J’eus un léger mouvement de surprise au mot de noces.

« Que voulez-vous dire, d’appeler cela d’un tel nom ? m’écriai-je. Et j’ajoutai : — « Nous souperons ; mais l’autre chose est impossible, autant de votre côté que du mien. »

Il se mit à rire.

« Bien, dit-il ; vous l’appellerez comme vous voudrez ; mais il se pourra bien que ce soit la même chose, car je vous convaincrai que ce n’est pas aussi impossible que vous le faites.

» — Je ne vous comprends pas, dis-je. N’ai-je pas un mari, et vous une femme ?

» — Bien, bien, dit-il ; nous causerons de cela après souper. » Puis il se leva, me donna un autre baiser, et partit à cheval pour Londres.
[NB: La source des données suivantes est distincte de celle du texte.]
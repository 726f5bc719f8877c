//! End-to-end CLI tests for the `satchel` binary.
//!
//! Each test runs the demonstration binary as a subprocess via `assert_cmd`
//! and checks its output; file round-trip tests use their own temporary
//! directory.

use assert_cmd::Command;
use predicates::prelude::*;
use tempfile::TempDir;

/// Build a `Command` targeting the cargo-built `satchel` binary.
fn satchel() -> Command {
    Command::cargo_bin("satchel").unwrap()
}

#[test]
fn demo_prints_settings_and_instance_check() {
    satchel()
        .assert()
        .success()
        .stdout(predicate::str::contains("Current settings:"))
        .stdout(predicate::str::contains("AppName = My Application"))
        .stdout(predicate::str::contains("Version = 3.4"))
        .stdout(predicate::str::contains("Same instance: true"));
}

#[test]
fn quiet_mode_prints_only_settings_lines() {
    let output = satchel().arg("--quiet").output().unwrap();
    assert!(output.status.success());
    let stdout = String::from_utf8(output.stdout).unwrap();
    assert_eq!(stdout, "AppName = My Application\nVersion = 3.4\n");
}

#[test]
fn json_mode_emits_settings_object() {
    let output = satchel().arg("--json").output().unwrap();
    assert!(
        output.status.success(),
        "demo failed: {}",
        String::from_utf8_lossy(&output.stderr)
    );

    let json: serde_json::Value = serde_json::from_slice(&output.stdout).unwrap();
    assert_eq!(json["settings"]["AppName"], "My Application");
    assert_eq!(json["settings"]["Version"], "3.4");
    assert_eq!(json["same_instance"], true);
    // No --file given, so the round-trip fields are omitted entirely.
    assert!(json.get("file").is_none());
    assert!(json.get("reloaded").is_none());
}

#[test]
fn file_roundtrip_writes_properties_and_reloads() {
    let tmp = TempDir::new().unwrap();
    let path = tmp.path().join("app.properties");

    satchel()
        .args(["--file", path.to_str().unwrap()])
        .assert()
        .success()
        .stdout(predicate::str::contains(format!(
            "Reloaded 2 settings from {}",
            path.display()
        )));

    let content = std::fs::read_to_string(&path).unwrap();
    assert!(content.starts_with("# App configuration\n"));
    assert!(content.contains("AppName=My Application\n"));
    assert!(content.contains("Version=3.4\n"));
}

#[test]
fn file_roundtrip_json_includes_reloaded_settings() {
    let tmp = TempDir::new().unwrap();
    let path = tmp.path().join("app.properties");

    let output = satchel()
        .args(["--json", "--file", path.to_str().unwrap()])
        .output()
        .unwrap();
    assert!(output.status.success());

    let json: serde_json::Value = serde_json::from_slice(&output.stdout).unwrap();
    assert_eq!(json["file"], path.display().to_string());
    assert_eq!(json["reloaded"]["AppName"], "My Application");
    assert_eq!(json["reloaded"]["Version"], "3.4");
}

#[test]
fn unwritable_file_path_fails_with_error() {
    satchel()
        .args(["--file", "/nonexistent/dir/app.properties"])
        .assert()
        .failure()
        .stderr(predicate::str::contains("failed to save settings"));
}

#[test]
fn json_mode_reports_errors_as_json() {
    let output = satchel()
        .args(["--json", "--file", "/nonexistent/dir/app.properties"])
        .output()
        .unwrap();
    assert!(!output.status.success());

    let json: serde_json::Value = serde_json::from_slice(&output.stderr).unwrap();
    assert!(
        json["error"]
            .as_str()
            .unwrap()
            .contains("failed to save settings")
    );
}
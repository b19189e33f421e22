//! Defines the core rendering trait and context for converting AST to SQL.

use crate::query::{ast::common::TableRef, dialect::Dialect};

pub mod alter_table;
pub mod create_database;
pub mod create_table;
pub mod drop_table;
pub mod insert;
pub mod truncate;

/// A trait for any AST node that can be rendered into a SQL string.
pub trait Render {
    fn render(&self, renderer: &mut Renderer);
}

/// A context that holds the state during the rendering process.
///
/// It accumulates the SQL string and provides access to the dialect for
/// syntax-specific details such as identifier quoting and literal escaping.
pub struct Renderer<'a> {
    pub sql: String,
    pub dialect: &'a dyn Dialect,
}

impl<'a> Renderer<'a> {
    pub fn new(dialect: &'a dyn Dialect) -> Self {
        Self {
            sql: String::new(),
            dialect,
        }
    }

    /// Consumes the renderer and returns the final SQL string.
    pub fn finish(self) -> String {
        self.sql
    }

    pub fn render_table_ref(&mut self, table: &TableRef) {
        if let Some(schema) = &table.schema {
            self.sql.push_str(&self.dialect.quote_identifier(schema));
            self.sql.push('.');
        }
        self.sql.push_str(&self.dialect.quote_identifier(&table.name));
    }
}
use crate::{
    error::AdapterError,
    sql::{
        base::{
            adapter::SqlAdapter,
            error::{ConnectorError, DbError},
        },
        mysql::params::ConnectionInfo,
    },
};
use async_trait::async_trait;
use mysql_async::{Opts, OptsBuilder, Pool, PoolConstraints, PoolOpts, prelude::Queryable};
use planner::query::{
    ast::create_database::CreateDatabase,
    dialect::{self, Dialect},
    render,
};
use tracing::{debug, info};

const QUERY_TABLE_EXISTS_SQL: &str = include_str!("sql/table_exists.sql");
const QUERY_COLUMN_NAMES_SQL: &str = include_str!("sql/column_names.sql");

/// MySQL adapter over a pool constrained to a single connection, so every
/// statement of an import runs on the same session.
#[derive(Clone)]
pub struct MySqlAdapter {
    pool: Pool,
    dialect: dialect::MySql,
}

impl MySqlAdapter {
    pub async fn connect(url: &str) -> Result<Self, ConnectorError> {
        let opts = Opts::from_url(url)?;
        let constraints = PoolConstraints::new(1, 1).unwrap_or_default();
        let pool = Pool::new(
            OptsBuilder::from_opts(opts).pool_opts(PoolOpts::default().with_constraints(constraints)),
        );
        // Fail fast on bad credentials instead of on the first statement.
        drop(pool.get_conn().await?);
        Ok(MySqlAdapter {
            pool,
            dialect: dialect::MySql,
        })
    }

    /// Connects to the server, creates `database` if it is missing and
    /// returns an adapter bound to it.
    pub async fn bootstrap(info: &ConnectionInfo, database: &str) -> Result<Self, AdapterError> {
        if database.is_empty() {
            return Err(AdapterError::MissingProperty("database".into()));
        }

        info!("Connecting to {}", info.display_url(None));
        let server = Pool::new(info.opts(None));
        let create = render(
            &CreateDatabase {
                name: database.to_string(),
                if_not_exists: true,
            },
            &dialect::MySql,
        );
        {
            let mut conn = server.get_conn().await.map_err(ConnectorError::from)?;
            debug!("{}", create);
            conn.query_drop(create.as_str()).await.map_err(DbError::from)?;
        }
        server.disconnect().await.map_err(DbError::from)?;

        let pool = Pool::new(info.opts(Some(database)));
        drop(pool.get_conn().await.map_err(ConnectorError::from)?);
        info!("Connected to {}", info.display_url(Some(database)));

        Ok(MySqlAdapter {
            pool,
            dialect: dialect::MySql,
        })
    }

    pub async fn disconnect(self) -> Result<(), DbError> {
        self.pool.disconnect().await?;
        Ok(())
    }
}

#[async_trait]
impl SqlAdapter for MySqlAdapter {
    async fn exec(&self, query: &str) -> Result<u64, DbError> {
        let mut conn = self.pool.get_conn().await?;
        conn.query_drop(query).await?;
        Ok(conn.affected_rows())
    }

    async fn table_exists(&self, table: &str) -> Result<bool, DbError> {
        let mut conn = self.pool.get_conn().await?;
        let count: Option<i64> = conn.exec_first(QUERY_TABLE_EXISTS_SQL, (table,)).await?;
        Ok(count.unwrap_or_default() > 0)
    }

    async fn column_names(&self, table: &str) -> Result<Vec<String>, DbError> {
        let mut conn = self.pool.get_conn().await?;
        let names: Vec<String> = conn.exec(QUERY_COLUMN_NAMES_SQL, (table,)).await?;
        Ok(names)
    }

    async fn row_count(&self, table: &str) -> Result<u64, DbError> {
        let sql = format!(
            "SELECT COUNT(*) FROM {}",
            self.dialect.quote_identifier(table)
        );
        let mut conn = self.pool.get_conn().await?;
        let count: Option<u64> = conn.query_first(sql).await?;
        Ok(count.unwrap_or_default())
    }

    fn dialect(&self) -> &dyn Dialect {
        &self.dialect
    }
}
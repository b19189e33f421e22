use crate::sql::base::error::DbError;
use async_trait::async_trait;
use planner::query::dialect::Dialect;

/// The narrow database surface the import pipeline talks to.
///
/// Every call is a separate autocommitted statement; implementations must
/// not wrap calls in a transaction.
#[async_trait]
pub trait SqlAdapter: Send + Sync {
    /// Executes a statement and returns the number of affected rows.
    async fn exec(&self, query: &str) -> Result<u64, DbError>;

    // Introspection
    async fn table_exists(&self, table: &str) -> Result<bool, DbError>;
    async fn column_names(&self, table: &str) -> Result<Vec<String>, DbError>;
    async fn row_count(&self, table: &str) -> Result<u64, DbError>;

    fn dialect(&self) -> &dyn Dialect;
}
#![allow(dead_code)]

pub mod integration;
pub mod live;
pub mod memory;
pub mod utils;

/// Connection URL for the live MySQL tests, e.g. `mysql://root:pw@localhost:3306/csvload_test`.
pub const TEST_MYSQL_URL_VAR: &str = "CSVLOAD_TEST_URL";
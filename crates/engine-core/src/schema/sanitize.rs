use serde::Serialize;
use std::fmt;

/// Identifier used when a header cell sanitizes down to nothing.
pub const PLACEHOLDER_COLUMN: &str = "NONE_SUPPLIED";

/// Characters removed from header text.
pub const RESERVED_CHARS: [char; 12] = ['\'', '"', '.', '/', '\\', '?', '$', '-', '*', '`', '+', ','];

/// A column identifier free of whitespace and reserved punctuation.
/// Uniqueness across a column list is not implied.
#[derive(Debug, Clone, PartialEq, Eq, Hash, PartialOrd, Ord, Serialize)]
pub struct ColumnName(String);

impl ColumnName {
    pub fn as_str(&self) -> &str {
        &self.0
    }

    pub fn into_string(self) -> String {
        self.0
    }

    pub fn is_placeholder(&self) -> bool {
        self.0 == PLACEHOLDER_COLUMN
    }
}

impl fmt::Display for ColumnName {
    fn fmt(&self, f: &mut fmt::Formatter<'_>) -> fmt::Result {
        f.write_str(&self.0)
    }
}

impl AsRef<str> for ColumnName {
    fn as_ref(&self) -> &str {
        &self.0
    }
}

/// Turns arbitrary header text into a usable identifier.
///
/// Whitespace becomes `_`, reserved punctuation is dropped and an empty
/// result becomes [`PLACEHOLDER_COLUMN`].
pub fn sanitize(raw: &str) -> ColumnName {
    let cleaned: String = raw
        .chars()
        .map(|c| if c.is_whitespace() { '_' } else { c })
        .filter(|c| !RESERVED_CHARS.contains(c))
        .collect();

    if cleaned.is_empty() {
        ColumnName(PLACEHOLDER_COLUMN.to_string())
    } else {
        ColumnName(cleaned)
    }
}
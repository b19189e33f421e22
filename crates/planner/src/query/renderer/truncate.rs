use crate::query::{
    ast::truncate::Truncate,
    renderer::{Render, Renderer},
};

impl Render for Truncate {
    fn render(&self, r: &mut Renderer) {
        r.sql.push_str("TRUNCATE TABLE ");
        r.render_table_ref(&self.table);
    }
}
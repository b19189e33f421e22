#[macro_export]
macro_rules! table_ref {
    ($name:expr) => {
        $crate::query::ast::common::TableRef {
            schema: None,
            name: $name.to_string(),
        }
    };
    ($schema:expr, $name:expr) => {
        $crate::query::ast::common::TableRef {
            schema: Some($schema.to_string()),
            name: $name.to_string(),
        }
    };
}
//! Defines the `Dialect` trait for database-specific SQL syntax.

use crate::query::ast::create_table::ColumnType;

pub trait Dialect: Send + Sync {
    /// Wraps an identifier (like a table or column name) in the correct
    /// quotation marks for the dialect.
    ///
    /// - MySQL uses backticks: `` `my_column` ``
    fn quote_identifier(&self, ident: &str) -> String;

    /// Escapes arbitrary text so it can be embedded in a quoted string
    /// literal. Never fails.
    fn escape_literal(&self, value: &str) -> String;

    /// Escapes and quotes a text value as a complete string literal.
    fn quote_literal(&self, value: &str) -> String {
        format!("'{}'", self.escape_literal(value))
    }

    /// Renders a column type into a database-specific SQL type string.
    fn render_data_type(&self, data_type: &ColumnType) -> String;

    /// Returns the name of the dialect (e.g. "MySQL").
    fn name(&self) -> String;
}

#[derive(Debug, Clone, Copy, Default)]
pub struct MySql;

impl Dialect for MySql {
    fn quote_identifier(&self, ident: &str) -> String {
        format!("`{}`", ident.replace('`', "``"))
    }

    /// Mirrors the character set handled by `mysql_real_escape_string`.
    fn escape_literal(&self, value: &str) -> String {
        let mut out = String::with_capacity(value.len() + 8);
        for ch in value.chars() {
            match ch {
                '\0' => out.push_str("\\0"),
                '\n' => out.push_str("\\n"),
                '\r' => out.push_str("\\r"),
                '\\' => out.push_str("\\\\"),
                '\'' => out.push_str("\\'"),
                '"' => out.push_str("\\\""),
                '\x1a' => out.push_str("\\Z"),
                other => out.push(other),
            }
        }
        out
    }

    fn render_data_type(&self, data_type: &ColumnType) -> String {
        match data_type {
            ColumnType::Varchar(width) => format!("VARCHAR({width})"),
            ColumnType::Int => "INT".into(),
        }
    }

    fn name(&self) -> String {
        "MySQL".into()
    }
}
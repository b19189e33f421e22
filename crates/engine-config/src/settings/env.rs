use crate::{error::ConfigError, settings::ImportSettings};
use std::collections::HashMap;

pub const ENV_HOST: &str = "CSVLOAD_HOST";
pub const ENV_PORT: &str = "CSVLOAD_PORT";
pub const ENV_USER: &str = "CSVLOAD_USER";
pub const ENV_PASSWORD: &str = "CSVLOAD_PASSWORD";
pub const ENV_DATABASE: &str = "CSVLOAD_DATABASE";

impl ImportSettings {
    /// Connection settings taken from environment variables.
    pub fn from_env(vars: &HashMap<String, String>) -> Result<Self, ConfigError> {
        let get = |key: &str| vars.get(key).filter(|v| !v.is_empty()).cloned();

        let port = get(ENV_PORT)
            .map(|raw| {
                raw.parse::<u16>()
                    .map_err(|e| ConfigError::invalid(ENV_PORT, e.to_string()))
            })
            .transpose()?;

        Ok(ImportSettings {
            host: get(ENV_HOST),
            port,
            user: get(ENV_USER),
            password: get(ENV_PASSWORD),
            database: get(ENV_DATABASE),
            ..Default::default()
        })
    }
}
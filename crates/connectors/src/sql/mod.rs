pub mod base;
pub mod mysql;
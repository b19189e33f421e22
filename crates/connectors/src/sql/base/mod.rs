pub mod adapter;
pub mod error;
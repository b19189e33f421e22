use clap::{Args, Subcommand};
use engine_config::settings::ImportSettings;
use std::path::PathBuf;

#[derive(Subcommand)]
pub enum Commands {
    /// Create (or reuse) a table from a CSV file and load every row into it
    Import {
        #[command(flatten)]
        args: ImportArgs,

        #[arg(
            long,
            help = "If specified, writes the JSON report to this file instead of stdout"
        )]
        report: Option<PathBuf>,
    },
    /// Print the CREATE TABLE statement inferred from the CSV header without connecting
    Schema {
        #[command(flatten)]
        args: ImportArgs,
    },
    /// Test the configured MySQL connection
    TestConn {
        #[command(flatten)]
        conn: ConnectionArgs,
    },
}

#[derive(Args, Debug, Default)]
pub struct ConnectionArgs {
    #[arg(long, help = "Database server host [default: localhost]")]
    pub host: Option<String>,

    #[arg(long, help = "Database server port [default: 3306]")]
    pub port: Option<u16>,

    #[arg(short, long, help = "Database user [default: root]")]
    pub user: Option<String>,

    #[arg(short, long, help = "Database password")]
    pub password: Option<String>,
}

#[derive(Args, Debug, Default)]
pub struct ImportArgs {
    #[arg(help = "CSV file to import")]
    pub csv: Option<PathBuf>,

    #[command(flatten)]
    pub conn: ConnectionArgs,

    #[arg(long, help = "Target database, created if missing [default: table name]")]
    pub database: Option<String>,

    #[arg(long, help = "Target table [default: CSV file name]")]
    pub table: Option<String>,

    #[arg(long, help = "Keep the existing table instead of rebuilding it from the header")]
    pub no_create: bool,

    #[arg(long, help = "With --no-create, append instead of emptying the table first")]
    pub no_truncate: bool,

    #[arg(long, help = "Silently skip rows that violate a unique key (INSERT IGNORE)")]
    pub insert_ignore: bool,

    #[arg(long, help = "Do not add the <table>_id auto-increment primary key")]
    pub no_key: bool,

    #[arg(
        long,
        value_delimiter = ',',
        help = "Comma-separated column names overriding the header row"
    )]
    pub columns: Option<Vec<String>>,

    #[arg(long, help = "Width of every VARCHAR column [default: 255]")]
    pub varchar_size: Option<u32>,

    #[arg(long, help = "SQL to run after the load, or the path of a SQL script")]
    pub custom_sql: Option<String>,

    #[arg(long, help = "Field delimiter, a single character or `tab` [default: ,]")]
    pub delimiter: Option<String>,

    #[arg(long, help = "Fail when header names collide after sanitizing")]
    pub strict_columns: bool,

    #[arg(long, help = "Fail on rows whose field count differs from the table")]
    pub strict_row_shape: bool,
}

/// Flags only set values the user actually passed, so lower layers survive.
fn flag(set: bool, value: bool) -> Option<bool> {
    set.then_some(value)
}

impl ConnectionArgs {
    pub fn to_settings(&self) -> ImportSettings {
        ImportSettings {
            host: self.host.clone(),
            port: self.port,
            user: self.user.clone(),
            password: self.password.clone(),
            ..Default::default()
        }
    }
}

impl ImportArgs {
    pub fn to_settings(&self) -> ImportSettings {
        ImportSettings {
            csv: self.csv.clone(),
            database: self.database.clone(),
            table: self.table.clone(),
            create: flag(self.no_create, false),
            truncate: flag(self.no_truncate, false),
            insert_ignore: flag(self.insert_ignore, true),
            first_column_key: flag(self.no_key, false),
            columns: self.columns.clone(),
            custom_sql: self.custom_sql.clone(),
            varchar_size: self.varchar_size,
            delimiter: self.delimiter.clone(),
            strict_columns: flag(self.strict_columns, true),
            strict_row_shape: flag(self.strict_row_shape, true),
            ..self.conn.to_settings()
        }
    }
}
Ce genre de discours m’avait mis le feu dans le sang, je le confesse ; et je ne savais qu’en penser. Il était clair maintenant qu’il avait l’intention de coucher avec moi ; mais comment il concilierait cela avec la légalité ou avec quelque chose qui ressemblât à un mariage, c’était ce que je ne pouvais imaginer. Nous avions l’un et l’autre traité Amy si familièrement et nous lui avions tellement confié tout, à cause des preuves que nous avions de sa fidélité sans exemple, qu’il ne se fit aucun scrupule de m’embrasser et de dire tout cela devant elle ; et même, si j’avais voulu le laisser coucher avec moi, il se serait soucié comme d’un liard d’avoir Amy présente toute la nuit. Lorsqu’il fut parti : — « Eh bien, Amy ! dis-je. Que va-t-il arriver de tout ceci, maintenant ? Il me passe des sueurs rien que d’y penser.

» — Ce qui va arriver, madame, dit Amy. Je vois ce qui va arriver ; c’est qu’il me faudra vous mettre au lit tous les deux ensemble ce soir.